El martes 15 de abril -especialmente rebautizado para la ocasión como «Sant Jordi anticipat»- asistí a un recital poético de enorme interés para mí, ya que en él participábamos tanto alumnos como profesores de la Escola d'Adults de Mahón. Lo que podría haber sido de un aburrimiento supino, como algunas lecturas públicas a las que asistí cuando iba a la Universidad, no tardó en convertirse en una divertida celebración de la cultura. Y es que la poesía no tiene por qué ser considerada siempre una cosa seria. También puede ser alegre como el «Jardín de Amores», de Rafael Alberti, que mi alumna Ana leyó con voz de campanilla y expresión risueña. O el inquietante «Waldgespräch» de Joseph von Eichendorff que declamaron con entusiasmo Margarita y mi compañero Miquel, entrechocando sus jarras de cerveza bavaresa. O incluso como «Ma l'amore mio non muore», un tronchante alegato contra el matrimonio de Ettore Petrolini, costumbrista italiano de principios del XX, autor del célebre Gastone, que escenifiqué yo misma acompañada por los suspiros del público.
Otros leyeron poemas trágicos, como Bárbara, actriz en ciernes, rabiosa y evocadora, que nos hizo vibrar de emoción con la «Elegía a Ramón Sijé» de Miguel Hernández. O Armand, que transmitió como nadie la pena negra de haber perdido un hijo en un par de poemas a la luna de Federico García Lorca.
La nómina de autores elegidos por nuestros alumnos fue vasta y heterogénea: Bukowski, Maya Angelou, Taheré, Schubert, Miquel Costa i Llobera, mi admiradísimo Antonio Machado... ¡Incluso hubo quien nos contó un relato popular en fang! Casi todos los rapsodas hicieron una pequeña introducción sobre sus autores antes de empezar a declamar, pero... ¿cuántas personas de entre nuestro fantástico público del martes recuerdan todavía quién fue Taheré, a qué se dedicaba principalmente Schubert o a qué época pertenece Petrolini? La experiencia me lleva a pensar que casi ninguna. Los siglos, las épocas o los movimientos artísticos nos resbalan. Como se suele decir: «por un oído me entra y por el otro me sale».
¿Por qué? Pues por lo mismo que ya he mencionado aquí en otras ocasiones: porque la cultura en nuestro país no es precisamente un valor al alza. Nuestra máxima admiración no está reservada a la gente culta, sino a los macarras de gimnasio. ¿Quién puede envanecerse de conocer el significado original del término «Romanticismo»? Casi nadie. Cuatro gatos… ¡Cuatro gatos friquis! Si yo os dijera que «Waldgespräch», uno de los poemas que he citado antes, en el que un vanidoso conquistador que pasea por el bosque se encuentra con lo que parece ser una inocente doncella a la que por supuesto trata de seducir y a la postre descubre que se trata de la mítica bruja Lorelei que lo hechiza diciendo «Nunca volverás a salir del bosque», es un poema intensa y radicalmente romántico... ¿me creeríais? Pues lo es. El verdadero Romanticismo, el Romanticismo en sus orígenes, no era rosa ni estilizado, sino tan crudo y negro como la pez. Como bien explicaba mi profesor de Literatura del instituto, a quien tanto debo, es mucho más romántico un barco ruinoso en pleno naufragio que una parejita bien avenida cenando a la luz de las velas. Para entendernos: son mucho más románticos los heavies, los góticos o los emo, que David Bisbal. ¡Y con gran diferencia!

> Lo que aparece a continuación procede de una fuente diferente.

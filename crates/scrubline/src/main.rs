#![warn(missing_docs)]

//! Command-line entry point for the scrub-log analyzer.

use anyhow::Result;
use chrono::{NaiveDate, NaiveDateTime, NaiveTime};
use clap::Parser;
use scrubline::{AnalyzerConfig, ScrubLogAnalyzer};
use std::fs::File;
use std::io::{self, BufReader};
use std::path::PathBuf;
use tracing_subscriber::{fmt, prelude::*, EnvFilter};

#[derive(Parser)]
#[command(name = "scrubline")]
#[command(about = "Reconstruct scrub schedules from osd tree, pg dump, and OSD logs", long_about = None)]
struct Cli {
    /// Combined input dump (osd tree + pg dump + OSD log excerpts).
    input: Option<PathBuf>,

    /// Optional TOML or JSON configuration file.
    #[arg(short, long)]
    config: Option<PathBuf>,

    /// Ignore log lines at or before this instant
    /// (`YYYY-MM-DD` or `YYYY-MM-DD HH:MM:SS`).
    #[arg(short, long, value_parser = parse_min_time)]
    min_time: Option<NaiveDateTime>,

    /// Estimated scrub throughput in bytes/sec.
    #[arg(short = 'r', long)]
    scrub_rate: Option<f64>,

    /// Warn about every line matching no recognized shape.
    #[arg(short = 'u', long)]
    log_unknown_lines: bool,
}

fn parse_min_time(s: &str) -> Result<NaiveDateTime, String> {
    NaiveDateTime::parse_from_str(s, "%Y-%m-%d %H:%M:%S")
        .or_else(|_| {
            NaiveDate::parse_from_str(s, "%Y-%m-%d").map(|d| d.and_time(NaiveTime::MIN))
        })
        .map_err(|e| format!("invalid timestamp '{}': {}", s, e))
}

fn main() -> Result<()> {
    tracing_subscriber::registry()
        .with(fmt::layer())
        .with(EnvFilter::from_default_env())
        .init();

    let cli = Cli::parse();

    let mut config = match &cli.config {
        Some(path) if path.exists() => AnalyzerConfig::from_file(path)?,
        Some(path) => {
            tracing::warn!("Config file not found, using defaults: {}", path.display());
            AnalyzerConfig::default()
        }
        None => AnalyzerConfig::default(),
    };
    if let Some(input) = cli.input {
        config.input = input;
    }
    if let Some(min_time) = cli.min_time {
        config.min_time = Some(min_time);
    }
    if let Some(rate) = cli.scrub_rate {
        config.scrub_rate_bytes_per_sec = rate;
    }
    if cli.log_unknown_lines {
        config.log_unknown_lines = true;
    }

    tracing::info!(input = %config.input.display(), "scrubline starting");

    let file = File::open(&config.input)?;
    let reader = BufReader::new(file);
    let stdout = io::stdout();
    let mut out = stdout.lock();

    let mut analyzer = ScrubLogAnalyzer::new(config);
    analyzer.run(reader, &mut out)?;

    Ok(())
}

En mi opinión, la verdadera cultura no es saber que Gustavo Adolfo Bécquer nació en 1836 y murió en 1870, sino utilizar nuestra memoria como un armario... ¡como el gran armario de la Historia! Al igual que no tenemos los calcetines de media colgados de las perchas cual bandera ni los abrigos gruesos embutidos a la fuerza en los cajones finitos, basta con aprender que Bécquer es de mediados del siglo XIX y, por lo tanto, publicó casi toda su obra durante el realismo -que abarca la segunda mitad de dicho siglo- y no durante el Romanticismo, al que por temática y estilo pertenecía. Sólo llegando a este tipo de conclusiones, para lo cual es imprescindible tener la cabeza bien amueblada, se entiende que no tuviera éxito entre sus contemporáneos a pesar de la calidad de sus delicados versos. Para eso sirve «el gran armario de la Historia»: para entender la literatura, el arte y la vida en general, no para memorizar datos sin más.
P.S.: En el recital del año que viene, prometo leer «En el mes de Athir», de K.D. Kavafis.